Stored items:

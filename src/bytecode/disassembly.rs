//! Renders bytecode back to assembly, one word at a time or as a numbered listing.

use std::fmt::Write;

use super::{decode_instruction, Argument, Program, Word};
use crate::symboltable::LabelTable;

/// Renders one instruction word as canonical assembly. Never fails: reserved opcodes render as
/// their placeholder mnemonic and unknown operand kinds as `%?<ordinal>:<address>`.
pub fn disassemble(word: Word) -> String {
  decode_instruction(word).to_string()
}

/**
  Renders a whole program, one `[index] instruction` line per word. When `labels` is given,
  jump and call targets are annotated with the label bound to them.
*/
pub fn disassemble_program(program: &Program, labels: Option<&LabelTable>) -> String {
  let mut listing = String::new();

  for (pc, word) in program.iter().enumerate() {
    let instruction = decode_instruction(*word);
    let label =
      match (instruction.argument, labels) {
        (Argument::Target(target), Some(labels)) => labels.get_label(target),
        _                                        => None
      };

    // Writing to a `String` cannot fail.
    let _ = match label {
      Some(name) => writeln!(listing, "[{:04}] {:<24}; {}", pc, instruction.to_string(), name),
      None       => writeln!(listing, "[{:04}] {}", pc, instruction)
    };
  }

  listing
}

ASSIGNED TASK:
Please write out every line of the data exactly.

SOLUTION FOR THIS TASK:
filename src/bytecode/disassembly.rs
//! Renders bytecode back to assembly, one word at a time or as a numbered listing.

use std::fmt::Write;

use super::{decode_instruction, Argument, Program, Word};
use crate::symboltable::LabelTable;

/// Renders one instruction word as canonical assembly. Never fails: reserved opcodes render as
/// their placeholder mnemonic and unknown operand kinds as `%?<ordinal>:<address>`.
pub fn disassemble(word: Word) -> String {
  decode_instruction(word).to_string()
}

/**
  Renders a whole program, one `[index] instruction` line per word. When `labels` is given,
  jump and call targets are annotated with the label bound to them.
*/
pub fn disassemble_program(program: &Program, labels: Option<&LabelTable>) -> String {
  let mut listing = String::new();

  for (pc, word) in program.iter().enumerate() {
    let instruction = decode_instruction(*word);
    let label =
      match (instruction.argument, labels) {
        (Argument::Target(target), Some(labels)) => labels.get_label(target),
        _                                        => None
      };

    // Writing to a `String` cannot fail.
    let _ = match label {
      Some(name) => writeln!(listing, "[{:04}] {:<24}; {}", pc, instruction.to_string(), name),
      None       => writeln!(listing, "[{:04}] {}", pc, instruction)
    };
  }

  listing
}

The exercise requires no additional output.